Ueber die Frage: ob ein Christ den Tag und die Stunde seiner Bekehrung wissen könne und müsse? will ich meine Meinung noch mit wenigen Worten eröfnen. Wenn man unter der Bekehrung die Umbildung der Denkart und Gesinnungen eines Menschen versteht, wobey in demselben der allgemeine feste Entschluß gefaßt wird, durchaus rechtschaffen und gewissenhaft zu denken und zu handeln, und das Wohlgefallen Gottes zum höchsten Ziel aller Bestrebungen zu setzen, so sind zwey Fälle zu unterscheiden.
- 1.
Wenn ein Mensch, der im Christenthum von Jugend auf unterrichtet ist, (denn von einem solchen ist hier nur die Frage,) eine geraume Zeit hindurch gänzlich gewissenlos und in offenbaren Ausschweifungen der Ungerechtigkeit, Völlerey, Unzucht u. d. g. gelebet hat, und denn auf einmal in ihm die Vorstellung lebhaft wird, wie dieser Weg ihn zum Verderben führe und er dagegen durch Befolgung der Vorschriften der Religion zu wahrer Glückseligkeit gelangen könne, so wird allerdings auf eine so auffallende und feierliche Art seine ganze Denkart umgeschaffen, daß nicht nur er selbst, sondern auch andre, die sein Betragen beobachten, die Zeit seiner Bekehrung wissen können.

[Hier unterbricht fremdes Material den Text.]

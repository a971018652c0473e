//! Pagination over historical readings
//!
//! Page 0 holds the newest readings; larger indices go further into the past.
//! Navigation is a pure transition on [`PageState`]; the caller decides what
//! to fetch once the state has changed.

use core::fmt;

/// Index of a page of readings, 0 being the most recent
#[derive(Debug, Clone, Copy, PartialEq, Eq, PartialOrd, Ord, Hash, Default)]
pub struct PageIndex(u32);

impl PageIndex {
    pub const NEWEST: Self = Self(0);

    pub const fn new(index: u32) -> Self {
        Self(index)
    }

    pub const fn get(self) -> u32 {
        self.0
    }
}

impl fmt::Display for PageIndex {
    fn fmt(&self, f: &mut fmt::Formatter<'_>) -> fmt::Result {
        write!(f, "{}", self.0)
    }
}

/// Navigation request produced by the gesture interpreter
#[derive(Debug, Clone, Copy, PartialEq, Eq)]
pub enum Navigation {
    /// Move to older readings
    Next,
    /// Move back toward the present
    Previous,
    /// Not a navigation gesture
    Ignore,
}

/// Current position in the page sequence
#[derive(Debug, Clone, Copy, PartialEq, Eq, Default)]
pub struct PageState {
    current: PageIndex,
}

impl PageState {
    pub const fn new() -> Self {
        Self {
            current: PageIndex::NEWEST,
        }
    }

    pub const fn at(page: PageIndex) -> Self {
        Self { current: page }
    }

    pub const fn current(&self) -> PageIndex {
        self.current
    }

    /// Apply a navigation request and return the resulting state.
    ///
    /// `Next` always moves one page older; there is no upper bound, an index
    /// beyond the stored data simply fetches nothing. `Previous` stops at the
    /// newest page.
    #[must_use]
    pub fn apply(self, navigation: Navigation) -> Self {
        let index = self.current.get();
        let current = match navigation {
            Navigation::Next => PageIndex(index.saturating_add(1)),
            Navigation::Previous if index > 0 => PageIndex(index - 1),
            Navigation::Previous | Navigation::Ignore => self.current,
        };
        Self { current }
    }
}

#[cfg(test)]
mod tests {
    use super::*;

    #[test]
    fn test_initial_page_is_newest() {
        assert_eq!(PageState::new().current(), PageIndex::NEWEST);
        assert_eq!(PageState::default(), PageState::new());
    }

    #[test]
    fn test_previous_at_newest_is_noop() {
        let state = PageState::new().apply(Navigation::Previous);
        assert_eq!(state.current().get(), 0);
    }

    #[test]
    fn test_previous_from_page_two() {
        let state = PageState::at(PageIndex::new(2)).apply(Navigation::Previous);
        assert_eq!(state.current().get(), 1);
    }

    #[test]
    fn test_next_always_increments() {
        let mut state = PageState::new();
        for expected in 1..=20 {
            state = state.apply(Navigation::Next);
            assert_eq!(state.current().get(), expected);
        }
    }

    #[test]
    fn test_ignore_is_noop() {
        let state = PageState::at(PageIndex::new(4));
        assert_eq!(state.apply(Navigation::Ignore), state);
    }

    #[test]
    fn test_next_saturates() {
        let state = PageState::at(PageIndex::new(u32::MAX)).apply(Navigation::Next);
        assert_eq!(state.current().get(), u32::MAX);
    }
}
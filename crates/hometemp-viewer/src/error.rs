use std::path::PathBuf;

use hometemp_core::config::ConfigError;
use thiserror::Error;

/// Errors that stop the viewer before the first frame
#[derive(Debug, Error)]
pub enum ViewerError {
    #[error("Failed to read {}: {source}", path.display())]
    Io {
        path: PathBuf,
        #[source]
        source: std::io::Error,
    },
    #[error("{0}")]
    Config(ConfigError),
    #[error("Invalid credentials: {0}")]
    Credentials(String),
    #[error("Invalid API base URL {url:?}: {reason}")]
    ApiBase { url: String, reason: String },
    #[error("No spreadsheet id configured")]
    MissingSpreadsheetId,
    #[error("Failed to build HTTP client: {0}")]
    Http(#[from] reqwest::Error),
    #[error("Failed to start async runtime: {0}")]
    Runtime(#[source] std::io::Error),
    #[cfg(not(feature = "window"))]
    #[error("Built without the window feature; use --snapshot")]
    WindowUnavailable,
    #[error("Failed to write snapshot {}: {source}", path.display())]
    Snapshot {
        path: PathBuf,
        #[source]
        source: std::io::Error,
    },
}

impl ViewerError {
    pub fn io(path: impl Into<PathBuf>, source: std::io::Error) -> Self {
        Self::Io {
            path: path.into(),
            source,
        }
    }
}

impl From<ConfigError> for ViewerError {
    fn from(e: ConfigError) -> Self {
        Self::Config(e)
    }
}
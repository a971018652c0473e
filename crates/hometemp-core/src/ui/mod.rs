pub mod components;
pub mod core;
pub mod styling;

pub use self::core::{
    Action, DisplayMode, Drawable, PageEvent, PageId, TouchEvent, TouchPoint, WARM_THRESHOLD,
};
pub use styling::{DISPLAY_HEIGHT_PX, DISPLAY_WIDTH_PX};
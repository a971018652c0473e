use alloc::string::String;
use alloc::vec::Vec;
use log::{debug, warn};

use crate::config::SheetConfig;
use crate::fetch::{FetchOutcome, FetchTarget, FetchTicket};
use crate::paging::PageIndex;
use crate::reading::{Centi, Reading};

use super::{FetchError, RowDefect, SheetLayout, SheetRange, SheetSource};

/// Column positions within a data row
const IDX_DATE: usize = 0;
const IDX_TEMPERATURE: usize = 1;
const IDX_HUMIDITY: usize = 2;
const CELLS_PER_ROW: usize = 3;

/// Turns page requests into sheet reads and sheet rows into readings
pub struct SheetGateway<S> {
    source: S,
    sheet_name: String,
    layout: SheetLayout,
}

impl<S: SheetSource> SheetGateway<S> {
    pub fn new(source: S, config: &SheetConfig) -> Self {
        Self {
            source,
            sheet_name: config.sheet_name.clone(),
            layout: config.layout,
        }
    }

    pub fn source(&self) -> &S {
        &self.source
    }

    /// Range expression covering a page
    pub fn page_range(&self, page: PageIndex) -> SheetRange {
        SheetRange::new(&self.sheet_name, self.layout.page_rows(page))
    }

    /// Fetch one page of readings, newest first.
    ///
    /// A range that holds no rows at all is [`FetchError::NoData`]; an
    /// explicit empty row list is a valid empty page.
    pub async fn fetch(&self, page: PageIndex) -> Result<Vec<Reading>, FetchError> {
        let range = self.page_range(page);
        debug!("Fetching page {} ({})", page, range.as_str());

        let response = self.source.read_range(&range).await?;
        let rows = response.values.ok_or(FetchError::NoData)?;
        parse_rows(&rows, range.rows().start)
    }

    /// Fetch the newest reading for the status screen
    pub async fn fetch_latest(&self) -> Result<Reading, FetchError> {
        let range = SheetRange::new(&self.sheet_name, self.layout.latest_row());
        debug!("Fetching latest reading ({})", range.as_str());

        let response = self.source.read_range(&range).await?;
        let rows = response.values.ok_or(FetchError::NoData)?;
        let first = rows.first().ok_or(FetchError::NoData)?;
        parse_row(first, range.rows().start)
    }

    /// Run the fetch a ticket asks for and tag the result with it
    pub async fn run(&self, ticket: FetchTicket) -> FetchOutcome {
        let result = match ticket.target {
            FetchTarget::Latest => self.fetch_latest().await.map(|reading| alloc::vec![reading]),
            FetchTarget::Page(page) => self.fetch(page).await,
        };

        if let Err(e) = &result {
            warn!("Fetch {:?} failed: {}", ticket, e);
        }

        FetchOutcome { ticket, result }
    }
}

/// Parse a block of rows whose first row sits at sheet row `first_row`
pub fn parse_rows(rows: &[Vec<String>], first_row: u32) -> Result<Vec<Reading>, FetchError> {
    rows.iter()
        .enumerate()
        .map(|(i, cells)| parse_row(cells, first_row.saturating_add(i as u32)))
        .collect()
}

/// Parse a single `date, temperature, humidity` row
pub fn parse_row(cells: &[String], row: u32) -> Result<Reading, FetchError> {
    if cells.len() != CELLS_PER_ROW {
        return Err(FetchError::MalformedRow {
            row,
            defect: RowDefect::CellCount { found: cells.len() },
        });
    }

    let temperature = Centi::parse_half_even(&cells[IDX_TEMPERATURE]).map_err(|e| {
        FetchError::MalformedRow {
            row,
            defect: RowDefect::Temperature(e),
        }
    })?;
    let humidity =
        Centi::parse_half_even(&cells[IDX_HUMIDITY]).map_err(|e| FetchError::MalformedRow {
            row,
            defect: RowDefect::Humidity(e),
        })?;

    Ok(Reading::new(cells[IDX_DATE].clone(), temperature, humidity))
}

#[cfg(test)]
mod tests {
    use super::*;
    use crate::reading::DecimalError;
    use crate::sheets::ValueRange;
    use alloc::string::ToString;
    use alloc::vec;
    use core::cell::RefCell;
    use embassy_futures::block_on;

    /// Source that answers every read with a canned response and records
    /// the ranges it was asked for
    struct CannedSource {
        response: Result<ValueRange, FetchError>,
        requested: RefCell<Vec<String>>,
    }

    impl CannedSource {
        fn new(response: Result<ValueRange, FetchError>) -> Self {
            Self {
                response,
                requested: RefCell::new(Vec::new()),
            }
        }
    }

    impl SheetSource for CannedSource {
        async fn read_range(&self, range: &SheetRange) -> Result<ValueRange, FetchError> {
            self.requested.borrow_mut().push(range.as_str().to_string());
            self.response.clone()
        }
    }

    fn row(date: &str, temperature: &str, humidity: &str) -> Vec<String> {
        vec![date.to_string(), temperature.to_string(), humidity.to_string()]
    }

    fn gateway(source: &CannedSource) -> SheetGateway<&CannedSource> {
        SheetGateway::new(source, &SheetConfig::default())
    }

    #[test]
    fn test_fetch_requests_page_range() {
        let source = CannedSource::new(Ok(ValueRange::with_rows("Sheet1!A152:C201", vec![])));
        let result = block_on(gateway(&source).fetch(PageIndex::new(3)));

        assert_eq!(result, Ok(vec![]));
        assert_eq!(*source.requested.borrow(), vec!["Sheet1!A152:C201"]);
    }

    #[test]
    fn test_fetch_keeps_source_order_and_rounds() {
        let source = CannedSource::new(Ok(ValueRange::with_rows(
            "Sheet1!A2:C51",
            vec![
                row("2021-03-04 12:10:00", "23.125", "40.005"),
                row("2021-03-04 12:00:00", "23.135", "41"),
                row("2021-03-04 11:50:00", "23.0", "40.125"),
            ],
        )));

        let readings = block_on(gateway(&source).fetch(PageIndex::NEWEST)).unwrap();

        assert_eq!(readings.len(), 3);
        assert_eq!(readings[0].timestamp(), "2021-03-04 12:10:00");
        assert_eq!(readings[0].temperature(), Centi::from_hundredths(2312));
        // 40.005 parses slightly above the midpoint
        assert_eq!(readings[0].humidity(), Centi::from_hundredths(4001));
        assert_eq!(readings[1].temperature(), Centi::from_hundredths(2314));
        assert_eq!(readings[1].humidity(), Centi::from_units(41));
        // 40.125 is exact in binary, so the tie goes to the even digit
        assert_eq!(readings[2].humidity(), Centi::from_hundredths(4012));
    }

    #[test]
    fn test_missing_values_is_no_data() {
        let source = CannedSource::new(Ok(ValueRange::empty("Sheet1!A9002:C9051")));
        let result = block_on(gateway(&source).fetch(PageIndex::new(180)));
        assert_eq!(result, Err(FetchError::NoData));
    }

    #[test]
    fn test_malformed_cell_reports_sheet_row() {
        let source = CannedSource::new(Ok(ValueRange::with_rows(
            "Sheet1!A52:C101",
            vec![
                row("2021-03-04 12:10:00", "22.0", "40.0"),
                row("2021-03-04 12:00:00", "--", "40.0"),
            ],
        )));

        let result = block_on(gateway(&source).fetch(PageIndex::new(1)));
        assert_eq!(
            result,
            Err(FetchError::MalformedRow {
                row: 53,
                defect: RowDefect::Temperature(DecimalError::Invalid),
            })
        );
    }

    #[test]
    fn test_short_row_is_malformed() {
        let source = CannedSource::new(Ok(ValueRange::with_rows(
            "Sheet1!A2:C51",
            vec![vec!["2021-03-04 12:10:00".to_string(), "22.0".to_string()]],
        )));

        let result = block_on(gateway(&source).fetch(PageIndex::NEWEST));
        assert_eq!(
            result,
            Err(FetchError::MalformedRow {
                row: 2,
                defect: RowDefect::CellCount { found: 2 },
            })
        );
    }

    #[test]
    fn test_transport_error_propagates() {
        let source = CannedSource::new(Err(FetchError::Transport("timed out".to_string())));
        let result = block_on(gateway(&source).fetch(PageIndex::NEWEST));
        assert_eq!(result, Err(FetchError::Transport("timed out".to_string())));
    }

    #[test]
    fn test_fetch_latest_reads_single_row() {
        let source = CannedSource::new(Ok(ValueRange::with_rows(
            "Sheet1!A2:C2",
            vec![row("2021-03-04 12:10:00", "24.51", "38.2")],
        )));

        let reading = block_on(gateway(&source).fetch_latest()).unwrap();

        assert_eq!(*source.requested.borrow(), vec!["Sheet1!A2:C2"]);
        assert_eq!(reading.temperature(), Centi::from_hundredths(2451));
    }

    #[test]
    fn test_fetch_latest_without_rows_is_no_data() {
        let source = CannedSource::new(Ok(ValueRange::with_rows("Sheet1!A2:C2", vec![])));
        assert_eq!(
            block_on(gateway(&source).fetch_latest()),
            Err(FetchError::NoData)
        );
    }

    #[test]
    fn test_run_tags_outcome_with_ticket() {
        let source = CannedSource::new(Ok(ValueRange::with_rows(
            "Sheet1!A52:C101",
            vec![row("2021-03-04 12:10:00", "22.0", "40.0")],
        )));
        let ticket = FetchTicket {
            target: FetchTarget::Page(PageIndex::new(1)),
            generation: 7,
        };

        let outcome = block_on(gateway(&source).run(ticket));

        assert_eq!(outcome.ticket, ticket);
        assert_eq!(outcome.result.map(|r| r.len()), Ok(1));
    }

    #[test]
    fn test_refetch_is_identical() {
        let source = CannedSource::new(Ok(ValueRange::with_rows(
            "Sheet1!A2:C51",
            vec![
                row("2021-03-04 12:10:00", "22.0", "40.0"),
                row("2021-03-04 12:00:00", "21.5", "41.5"),
            ],
        )));
        let gateway = gateway(&source);

        let first = block_on(gateway.fetch(PageIndex::NEWEST));
        let second = block_on(gateway.fetch(PageIndex::NEWEST));
        assert_eq!(first, second);
    }
}
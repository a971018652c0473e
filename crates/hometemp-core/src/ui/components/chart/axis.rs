//! Axis label rendering

use core::fmt::Write;

use embedded_graphics::mono_font::MonoTextStyle;
use embedded_graphics::pixelcolor::Rgb565;
use embedded_graphics::prelude::*;
use embedded_graphics::text::{Alignment, Baseline, Text, TextStyleBuilder};
use heapless::String;

use super::constants::{LABEL_GAP_PX, MAX_AXIS_LABEL_LENGTH, X_AXIS_LABEL_COUNT, Y_AXIS_LABEL_COUNT};
use super::viewport::Viewport;
use super::AxisSide;

/// Formats an x position into its axis label
pub type XLabelFormatter<'a> = &'a dyn Fn(u32) -> &'a str;

/// X positions that get a label: first, last and evenly spaced between
pub(super) fn x_label_positions(x_len: u32) -> impl Iterator<Item = u32> {
    let last = x_len.saturating_sub(1);
    let count = if x_len == 0 {
        0
    } else {
        X_AXIS_LABEL_COUNT.min(x_len as usize)
    };
    (0..count).map(move |i| {
        if count == 1 {
            0
        } else {
            (last as usize * i / (count - 1)) as u32
        }
    })
}

/// Draw x labels beneath the plot area
pub(super) fn draw_x_axis_labels<D: DrawTarget<Color = Rgb565>>(
    formatter: XLabelFormatter<'_>,
    x_len: u32,
    viewport: &Viewport,
    style: MonoTextStyle<'static, Rgb565>,
    display: &mut D,
) -> Result<(), D::Error> {
    let plot = viewport.plot_area();
    let label_y = plot.top_left.y + plot.size.height as i32 + LABEL_GAP_PX;
    let last = x_len.saturating_sub(1);

    for x in x_label_positions(x_len) {
        let label = formatter(x);
        if label.is_empty() {
            continue;
        }
        let Some(anchor) = viewport.data_to_screen(x as f32, viewport.data_bounds().y_min) else {
            continue;
        };

        let alignment = if x == 0 {
            Alignment::Left
        } else if x == last {
            Alignment::Right
        } else {
            Alignment::Center
        };
        let text_style = TextStyleBuilder::new()
            .alignment(alignment)
            .baseline(Baseline::Top)
            .build();

        Text::with_text_style(label, Point::new(anchor.x, label_y), style, text_style)
            .draw(display)?;
    }

    Ok(())
}

/// Draw value labels along one vertical edge of the plot
pub(super) fn draw_y_axis_labels<D: DrawTarget<Color = Rgb565>>(
    side: AxisSide,
    viewport: &Viewport,
    style: MonoTextStyle<'static, Rgb565>,
    display: &mut D,
) -> Result<(), D::Error> {
    let plot = viewport.plot_area();
    let bounds = viewport.data_bounds();

    let (label_x, alignment) = match side {
        AxisSide::Left => (plot.top_left.x - LABEL_GAP_PX, Alignment::Right),
        AxisSide::Right => (
            plot.top_left.x + plot.size.width as i32 + LABEL_GAP_PX,
            Alignment::Left,
        ),
    };

    for i in 0..Y_AXIS_LABEL_COUNT {
        let t = i as f32 / (Y_AXIS_LABEL_COUNT - 1) as f32;
        let value = bounds.y_min + (bounds.y_max - bounds.y_min) * t;
        let Some(anchor) = viewport.data_to_screen(bounds.x_min, value) else {
            continue;
        };

        let baseline = if i == 0 {
            Baseline::Bottom
        } else if i == Y_AXIS_LABEL_COUNT - 1 {
            Baseline::Top
        } else {
            Baseline::Middle
        };
        let text_style = TextStyleBuilder::new()
            .alignment(alignment)
            .baseline(baseline)
            .build();

        let label = format_value(value);
        Text::with_text_style(&label, Point::new(label_x, anchor.y), style, text_style)
            .draw(display)?;
    }

    Ok(())
}

/// One-decimal value label
pub(super) fn format_value(value: f32) -> String<MAX_AXIS_LABEL_LENGTH> {
    let mut s = String::new();
    let _ = write!(s, "{:.1}", value);
    s
}
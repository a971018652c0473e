use alloc::string::String;
use thiserror_no_std::Error;

use crate::reading::DecimalError;

/// Why a row could not be turned into a reading
#[derive(Debug, Clone, Copy, PartialEq, Eq, Error)]
pub enum RowDefect {
    #[error("expected 3 cells, found {found}")]
    CellCount { found: usize },
    #[error("temperature: {0}")]
    Temperature(DecimalError),
    #[error("humidity: {0}")]
    Humidity(DecimalError),
}

/// Errors that end a fetch. None of them are retried.
#[derive(Debug, Clone, PartialEq, Eq, Error)]
pub enum FetchError {
    #[error("No data")]
    NoData,
    #[error("Malformed row {row}: {defect}")]
    MalformedRow {
        /// Spreadsheet row number (1-based, header is row 1)
        row: u32,
        defect: RowDefect,
    },
    #[error("Transport failure: {0}")]
    Transport(String),
    #[error("Undecodable response: {0}")]
    Decode(String),
}
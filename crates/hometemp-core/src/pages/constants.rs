//! Shared page geometry

/// Height of the page header strip in pixels
pub const HEADER_HEIGHT_PX: u32 = 28;

/// Height of the error banner in pixels
pub const BANNER_HEIGHT_PX: u32 = 20;

/// Height of the chart legend row in pixels
pub const LEGEND_HEIGHT_PX: u32 = 14;

/// Width of the tappable back area in the chart header in pixels
pub const BACK_BUTTON_WIDTH_PX: u32 = 64;

/// Side length of a legend color swatch in pixels
pub const LEGEND_SWATCH_PX: u32 = 8;
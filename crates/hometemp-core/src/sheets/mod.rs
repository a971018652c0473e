//! Spreadsheet data source
//!
//! The viewer's readings live in a three-column sheet (`date`, `temperature`,
//! `humidity`) with a header in row 1 and the newest reading in row 2. This
//! module maps page indices to row ranges, defines the [`SheetSource`] seam
//! that performs the actual read, and provides [`SheetGateway`], which turns
//! raw cells into [`Reading`](crate::reading::Reading)s.

mod error;
mod gateway;
mod response;

pub use error::{FetchError, RowDefect};
pub use gateway::SheetGateway;
pub use response::ValueRange;

use core::fmt::Write;

use serde::{Deserialize, Serialize};

use crate::paging::PageIndex;

/// Maximum length of a range expression such as `Sheet1!A1000002:C1000051`
pub const MAX_RANGE_EXPR_LENGTH: usize = 64;

/// Range expression in A1 notation
pub type RangeExpr = heapless::String<MAX_RANGE_EXPR_LENGTH>;

/// Where data rows start and how many make up one page
#[derive(Debug, Clone, Copy, PartialEq, Eq, Serialize, Deserialize)]
#[serde(default)]
pub struct SheetLayout {
    /// First data row (row 1 holds the column headers)
    pub first_data_row: u32,
    /// Rows per page
    pub rows_per_page: u32,
}

impl Default for SheetLayout {
    fn default() -> Self {
        Self {
            first_data_row: 2,
            rows_per_page: 50,
        }
    }
}

impl SheetLayout {
    /// Rows covered by a page; page 0 is the most recent
    pub fn page_rows(&self, page: PageIndex) -> RowRange {
        let offset = page.get().saturating_mul(self.rows_per_page);
        let start = self.first_data_row.saturating_add(offset);
        let end = start.saturating_add(self.rows_per_page.saturating_sub(1));
        RowRange { start, end }
    }

    /// The single newest row
    pub fn latest_row(&self) -> RowRange {
        RowRange {
            start: self.first_data_row,
            end: self.first_data_row,
        }
    }
}

/// Inclusive range of sheet rows
#[derive(Debug, Clone, Copy, PartialEq, Eq)]
pub struct RowRange {
    pub start: u32,
    pub end: u32,
}

impl RowRange {
    pub fn len(&self) -> u32 {
        self.end.saturating_sub(self.start) + 1
    }

    pub fn is_empty(&self) -> bool {
        self.end < self.start
    }
}

/// A row range on a named sheet, columns A through C
#[derive(Debug, Clone, PartialEq, Eq)]
pub struct SheetRange {
    expr: RangeExpr,
    rows: RowRange,
}

impl SheetRange {
    /// Build `{sheet}!A{start}:C{end}`
    ///
    /// Sheet names longer than the expression buffer are truncated.
    pub fn new(sheet: &str, rows: RowRange) -> Self {
        let mut expr = RangeExpr::new();
        if write!(expr, "{}!A{}:C{}", sheet, rows.start, rows.end).is_err() {
            log::warn!("Range expression for sheet {:?} truncated", sheet);
        }
        Self { expr, rows }
    }

    pub fn as_str(&self) -> &str {
        &self.expr
    }

    pub fn rows(&self) -> RowRange {
        self.rows
    }
}

/// Something that can read a block of cells from the spreadsheet
///
/// Implementations perform network I/O and must be driven from a
/// background executor, never from the UI loop.
#[allow(async_fn_in_trait)]
pub trait SheetSource {
    async fn read_range(&self, range: &SheetRange) -> Result<ValueRange, FetchError>;
}

impl<S: SheetSource> SheetSource for &S {
    async fn read_range(&self, range: &SheetRange) -> Result<ValueRange, FetchError> {
        (**self).read_range(range).await
    }
}

#[cfg(test)]
mod tests {
    use super::*;

    #[test]
    fn test_page_zero_rows() {
        let rows = SheetLayout::default().page_rows(PageIndex::new(0));
        assert_eq!(rows, RowRange { start: 2, end: 51 });
        assert_eq!(rows.len(), 50);
    }

    #[test]
    fn test_page_three_rows() {
        let rows = SheetLayout::default().page_rows(PageIndex::new(3));
        assert_eq!(rows, RowRange { start: 152, end: 201 });
    }

    #[test]
    fn test_row_formula_holds_for_many_pages() {
        let layout = SheetLayout::default();
        for p in 0..500u32 {
            let rows = layout.page_rows(PageIndex::new(p));
            assert_eq!(rows.start, 2 + 50 * p);
            assert_eq!(rows.end, 51 + 50 * p);
        }
    }

    #[test]
    fn test_range_expression() {
        let range = SheetRange::new("Sheet1", SheetLayout::default().page_rows(PageIndex::new(3)));
        assert_eq!(range.as_str(), "Sheet1!A152:C201");

        let latest = SheetRange::new("Sheet1", SheetLayout::default().latest_row());
        assert_eq!(latest.as_str(), "Sheet1!A2:C2");
    }

    #[test]
    fn test_custom_layout() {
        let layout = SheetLayout {
            first_data_row: 3,
            rows_per_page: 10,
        };
        assert_eq!(
            layout.page_rows(PageIndex::new(2)),
            RowRange { start: 23, end: 32 }
        );
    }
}
use alloc::string::{String, ToString};
use serde::{Deserialize, Serialize};
use thiserror_no_std::Error;

use crate::gesture::SwipeThresholds;
use crate::sheets::SheetLayout;

/// Frames an error banner stays up before dismissing itself
pub const DEFAULT_ERROR_BANNER_FRAMES: u32 = 120;

/// Seconds before an HTTP request is abandoned
pub const DEFAULT_REQUEST_TIMEOUT_SECS: u64 = 10;

#[derive(Debug, Error)]
pub enum ConfigError {
    #[error("Invalid configuration: {0}")]
    Parse(String),
}

#[derive(Serialize, Deserialize, Debug, Clone, Default, PartialEq)]
#[serde(default)]
pub struct Config {
    pub sheet: SheetConfig,
    pub http: HttpConfig,
    pub gesture: SwipeThresholds,
    pub ui: UiConfig,
}

impl Config {
    /// Parse a JSON configuration document; absent fields take defaults
    pub fn from_json(text: &[u8]) -> Result<Self, ConfigError> {
        serde_json::from_slice(text).map_err(|e| ConfigError::Parse(e.to_string()))
    }
}

#[derive(Serialize, Deserialize, Debug, Clone, PartialEq)]
#[serde(default)]
pub struct SheetConfig {
    pub spreadsheet_id: String,
    pub sheet_name: String,
    pub layout: SheetLayout,
}

impl Default for SheetConfig {
    fn default() -> Self {
        Self {
            spreadsheet_id: String::new(),
            sheet_name: "Sheet1".to_string(),
            layout: SheetLayout::default(),
        }
    }
}

#[derive(Serialize, Deserialize, Debug, Clone, PartialEq)]
#[serde(default)]
pub struct HttpConfig {
    pub api_base: String,
    pub timeout_secs: u64,
}

impl Default for HttpConfig {
    fn default() -> Self {
        Self {
            api_base: "https://sheets.googleapis.com".to_string(),
            timeout_secs: DEFAULT_REQUEST_TIMEOUT_SECS,
        }
    }
}

#[derive(Serialize, Deserialize, Debug, Clone, Copy, PartialEq)]
#[serde(default)]
pub struct UiConfig {
    pub error_banner_frames: u32,
}

impl Default for UiConfig {
    fn default() -> Self {
        Self {
            error_banner_frames: DEFAULT_ERROR_BANNER_FRAMES,
        }
    }
}
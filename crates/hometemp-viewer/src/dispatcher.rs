//! Runs fetch tickets on the tokio runtime
//!
//! At most one fetch per screen is in flight: dispatching a new ticket for a
//! screen aborts the task still working on its previous one. Finished
//! outcomes are posted to the fetch mailbox for the UI loop.

use std::collections::HashMap;
use std::sync::Arc;

use hometemp_core::fetch::{FetchSender, FetchTicket};
use hometemp_core::pages::owner_of;
use hometemp_core::sheets::SheetGateway;
use hometemp_core::ui::PageId;
use log::{debug, info};
use tokio::runtime::Handle;
use tokio::task::JoinHandle;

use crate::source::ViewerSource;

pub struct FetchDispatcher {
    runtime: Handle,
    gateway: Arc<SheetGateway<ViewerSource>>,
    mailbox: FetchSender,
    in_flight: HashMap<PageId, JoinHandle<()>>,
}

impl FetchDispatcher {
    pub fn new(
        runtime: Handle,
        gateway: Arc<SheetGateway<ViewerSource>>,
        mailbox: FetchSender,
    ) -> Self {
        Self {
            runtime,
            gateway,
            mailbox,
            in_flight: HashMap::new(),
        }
    }

    /// Start the fetch for `ticket`, cancelling the one it supersedes
    pub fn dispatch(&mut self, ticket: FetchTicket) {
        let owner = owner_of(ticket.target);
        if let Some(previous) = self.in_flight.remove(&owner)
            && !previous.is_finished()
        {
            debug!("Cancelling superseded fetch for {:?}", owner);
            previous.abort();
        }

        info!(
            "Fetching {:?} from the {}",
            ticket.target,
            self.gateway.source().describe()
        );

        let gateway = Arc::clone(&self.gateway);
        let mailbox = self.mailbox;
        let task = self.runtime.spawn(async move {
            let outcome = gateway.run(ticket).await;
            mailbox.send(outcome).await;
        });
        self.in_flight.insert(owner, task);
    }

    /// Whether any fetch is still running
    pub fn is_busy(&self) -> bool {
        self.in_flight.values().any(|task| !task.is_finished())
    }

    /// Abort everything still running
    pub fn shutdown(&mut self) {
        for (_, task) in self.in_flight.drain() {
            task.abort();
        }
    }
}

impl Drop for FetchDispatcher {
    fn drop(&mut self) {
        self.shutdown();
    }
}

Indes ist auch hierbey zu bemerken, daß wenn gleich bey einigen Christen die Besserung schnell und auf einmal zu folgen scheint, solche dennoch lange vorher und allmählig vorbereitet worden ist. Die Sache verhält sich folgendergestalt: Der Mensch samlet nach und nach Einsichten und Beweggründe zum rechtmässigen Verhalten ein: bald wird ihm diese, bald jene Warheit theils durch Unterricht, theils aus der Erfahrung klärer und gewisser. Es entstehen daher von Zeit zu Zeit Beunruhigungen über sein regelloses Verhalten und einige Wünsche und schwache Entschliessungen sich zu bessern. Dis ist das, was die Mystiker in ihrer Sprache gute Rührungen oder das Anklopfen der Gnade an das Herz der Menschen zu nennen pflegen. So lange indes die Beweggründe zur Besserung sich nur einzeln darbieten, und das Gemüth noch durch sinnliche Zerstreuungen im ernsthaften Nachdenken gestört wird, so kommen die Vorsätze nicht zur Kraft. Wenn nun aber das Herz eines solchen Menschen durch irgend eine äussere Veranlassung, zum Beyspiel durch Unglücksfälle, merkwürdige Errettungen, Krankheit, schreckenvolles Ende eines geliebten Gefährten der Ausschweifungen oder sonst einen andern begünstigenden Vorgang in die Lage gebracht ist, daß es stillen Selbstbetrachtungen nachzuhängen sich schon bestimt findet, und dann ein Buch oder eine Predigt oder das Zureden eines redlichen Freundes alle in der Seele schon vorhandne Triebfedern zum Guten in Bewegung setzt, daß die einzelen eingesamleten Begriffe und Motiven zur Besserung belebt werden, sich herzudrängen, und mit vereinter Kraft auf das Gemüth wirken, so erfolgt auf eine auffallende Art die grosse Revolution auf einmal. Hierin ist demnach nichts magisches, wunderthätiges oder übernatürliches anzutreffen, sondern alles erfolgt den psichologischen Veränderungsgesetzen völlig gemäß.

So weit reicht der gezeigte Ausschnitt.